### EXERCISE OBJECTIVE
In the entries below, find the lines with the word "DeserializeOwned" and copy them.

== == ==

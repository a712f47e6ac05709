// src/source/mod.rs
pub mod traewelling;

use async_trait::async_trait;

use crate::classify::TripPurpose;
use crate::error::FetchError;

/// One trip from the statuses feed. Lives for a single cycle.
#[derive(Debug, Clone, Default, PartialEq, Eq)]
pub struct TripSnapshot {
    pub line_name: String,
    pub category: String,
    pub origin: String,
    pub destination: String,
    pub departure_planned: String,
    pub departure_real: String,
    pub arrival_planned: String,
    pub arrival_real: String,
    pub purpose_code: i64,
}

impl TripSnapshot {
    pub fn purpose(&self) -> TripPurpose {
        TripPurpose::from_code(self.purpose_code)
    }
}

/// Cumulative figures as reported upstream. Distance is in meters.
#[derive(Debug, Clone, Copy, Default, PartialEq, Eq)]
pub struct AccountAggregate {
    pub distance_m: i64,
    pub duration_min: i64,
    pub points: i64,
}

impl AccountAggregate {
    pub fn distance_km(&self) -> f64 {
        self.distance_m as f64 / 1000.0
    }
}

/// Where trips and aggregates come from. The HTTP client is the production
/// implementation; tests plug in canned sources.
#[async_trait]
pub trait TripSource: Send + Sync {
    async fn fetch_trip_snapshots(&self, account: &str) -> Result<Vec<TripSnapshot>, FetchError>;
    async fn fetch_account_aggregate(&self, account: &str)
        -> Result<AccountAggregate, FetchError>;
}
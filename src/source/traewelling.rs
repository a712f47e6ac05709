// src/source/traewelling.rs
use std::time::Duration;

use anyhow::{anyhow, Context, Result};
use async_trait::async_trait;
use metrics::histogram;
use reqwest::header::{ACCEPT, AUTHORIZATION};
use reqwest::Url;
use serde::de::DeserializeOwned;
use serde::Deserialize;

use crate::error::FetchError;
use crate::source::{AccountAggregate, TripSnapshot, TripSource};

pub const DEFAULT_BASE_URL: &str = "https://traewelling.de/api/v1";

// --- wire shapes (only the fields we use; everything else is ignored) ---

// Upstream sends `null` for unknown values as often as it omits them, so
// every field is an `Option` with `#[serde(default)]`: both cases read as absent.

#[derive(Debug, Deserialize)]
struct StatusesResponse {
    #[serde(default)]
    data: Option<Vec<StatusItem>>,
}

#[derive(Debug, Deserialize)]
struct StatusItem {
    #[serde(default)]
    train: Option<Train>,
}

#[derive(Debug, Default, Deserialize)]
#[serde(rename_all = "camelCase")]
struct Train {
    #[serde(default)]
    category: Option<String>,
    #[serde(default)]
    line_name: Option<String>,
    #[serde(default)]
    origin: Option<Origin>,
    #[serde(default)]
    destination: Option<Destination>,
    #[serde(default)]
    trip_type: Option<i64>,
}

#[derive(Debug, Default, Deserialize)]
#[serde(rename_all = "camelCase")]
struct Origin {
    #[serde(default)]
    name: Option<String>,
    #[serde(default)]
    departure_planned: Option<String>,
    #[serde(default)]
    departure_real: Option<String>,
}

#[derive(Debug, Default, Deserialize)]
#[serde(rename_all = "camelCase")]
struct Destination {
    #[serde(default)]
    name: Option<String>,
    #[serde(default)]
    arrival_planned: Option<String>,
    #[serde(default)]
    arrival_real: Option<String>,
}

#[derive(Debug, Deserialize)]
struct UserResponse {
    #[serde(default)]
    data: Option<UserDetails>,
}

#[derive(Debug, Default, Deserialize)]
#[serde(rename_all = "camelCase")]
struct UserDetails {
    #[serde(default)]
    train_distance: Option<i64>,
    #[serde(default)]
    train_duration: Option<i64>,
    #[serde(default)]
    points: Option<i64>,
}

impl From<Train> for TripSnapshot {
    fn from(t: Train) -> Self {
        let origin = t.origin.unwrap_or_default();
        let destination = t.destination.unwrap_or_default();
        TripSnapshot {
            line_name: t.line_name.unwrap_or_default(),
            category: t.category.unwrap_or_default(),
            origin: origin.name.unwrap_or_default(),
            destination: destination.name.unwrap_or_default(),
            departure_planned: origin.departure_planned.unwrap_or_default(),
            departure_real: origin.departure_real.unwrap_or_default(),
            arrival_planned: destination.arrival_planned.unwrap_or_default(),
            arrival_real: destination.arrival_real.unwrap_or_default(),
            // Missing trip type maps to "unknown" downstream.
            purpose_code: t.trip_type.unwrap_or(-1),
        }
    }
}

impl From<UserDetails> for AccountAggregate {
    fn from(d: UserDetails) -> Self {
        AccountAggregate {
            distance_m: d.train_distance.unwrap_or_default(),
            duration_min: d.train_duration.unwrap_or_default(),
            points: d.points.unwrap_or_default(),
        }
    }
}

/// Statuses without a train carry nothing to publish and are skipped.
fn trips_from(resp: StatusesResponse) -> Vec<TripSnapshot> {
    resp.data
        .unwrap_or_default()
        .into_iter()
        .filter_map(|it| it.train)
        .map(TripSnapshot::from)
        .collect()
}

/// Bearer-authenticated client for the Träwelling REST API.
pub struct TraewellingClient {
    http: reqwest::Client,
    base: Url,
    token: Option<String>,
}

impl TraewellingClient {
    /// `token` may be absent; every call then fails with
    /// [`FetchError::MissingCredential`] instead of hitting the network.
    pub fn new(base_url: &str, token: Option<String>, timeout: Duration) -> Result<Self> {
        let base = Url::parse(base_url).with_context(|| format!("invalid base url {base_url}"))?;
        if base.cannot_be_a_base() {
            return Err(anyhow!("base url {base_url} cannot carry a path"));
        }
        let http = reqwest::Client::builder()
            .user_agent(concat!("traewelling-exporter/", env!("CARGO_PKG_VERSION")))
            .timeout(timeout)
            .build()
            .context("building http client")?;
        let token = token.map(|t| t.trim().to_string()).filter(|t| !t.is_empty());
        Ok(Self { http, base, token })
    }

    fn endpoint(&self, segments: &[&str]) -> Url {
        let mut url = self.base.clone();
        // Checked in `new`.
        if let Ok(mut path) = url.path_segments_mut() {
            path.pop_if_empty().extend(segments);
        }
        url
    }

    async fn read_body(&self, account: &str, url: Url, token: &str) -> Result<String, FetchError> {
        let resp = self
            .http
            .get(url)
            .header(AUTHORIZATION, format!("Bearer {token}"))
            .header(ACCEPT, "application/json")
            .send()
            .await
            .map_err(|source| FetchError::Transport {
                account: account.to_string(),
                source,
            })?;

        let status = resp.status();
        if !status.is_success() {
            return Err(FetchError::Status {
                account: account.to_string(),
                status: status.as_u16(),
            });
        }

        resp.text().await.map_err(|source| FetchError::Transport {
            account: account.to_string(),
            source,
        })
    }

    async fn get_json<T: DeserializeOwned>(&self, account: &str, url: Url) -> Result<T, FetchError> {
        let token = self
            .token
            .as_deref()
            .ok_or_else(|| FetchError::MissingCredential {
                account: account.to_string(),
            })?;

        // Timed across every outcome; slow failures matter as much as slow successes.
        let t0 = std::time::Instant::now();
        let result = self.read_body(account, url, token).await;
        let outcome = match &result {
            Ok(_) => "ok",
            Err(e) => e.kind(),
        };
        histogram!("traewelling_fetch_duration_ms", "outcome" => outcome)
            .record(t0.elapsed().as_secs_f64() * 1_000.0);
        let body = result?;

        serde_json::from_str(&body).map_err(|source| FetchError::Decode {
            account: account.to_string(),
            source,
        })
    }
}

#[async_trait]
impl TripSource for TraewellingClient {
    async fn fetch_trip_snapshots(&self, account: &str) -> Result<Vec<TripSnapshot>, FetchError> {
        let url = self.endpoint(&["user", account, "statuses"]);
        let resp: StatusesResponse = self.get_json(account, url).await?;
        Ok(trips_from(resp))
    }

    async fn fetch_account_aggregate(
        &self,
        account: &str,
    ) -> Result<AccountAggregate, FetchError> {
        let url = self.endpoint(&["user", account]);
        let resp: UserResponse = self.get_json(account, url).await?;
        Ok(resp.data.unwrap_or_default().into())
    }
}
// src/lib.rs
// Public library surface for the binary and integration tests.

pub mod classify;
pub mod config;
pub mod cycle;
pub mod error;
pub mod ledger;
pub mod metrics;
pub mod scheduler;
pub mod source;

pub use crate::config::Config;
pub use crate::cycle::{run_cycle, CycleReport};
pub use crate::error::FetchError;
pub use crate::ledger::{TripIdentity, TripLedger};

== == ==

### YOUR SOLUTION
use serde::de::DeserializeOwned;
    async fn get_json<T: DeserializeOwned>(&self, account: &str, url: Url) -> Result<T, FetchError> {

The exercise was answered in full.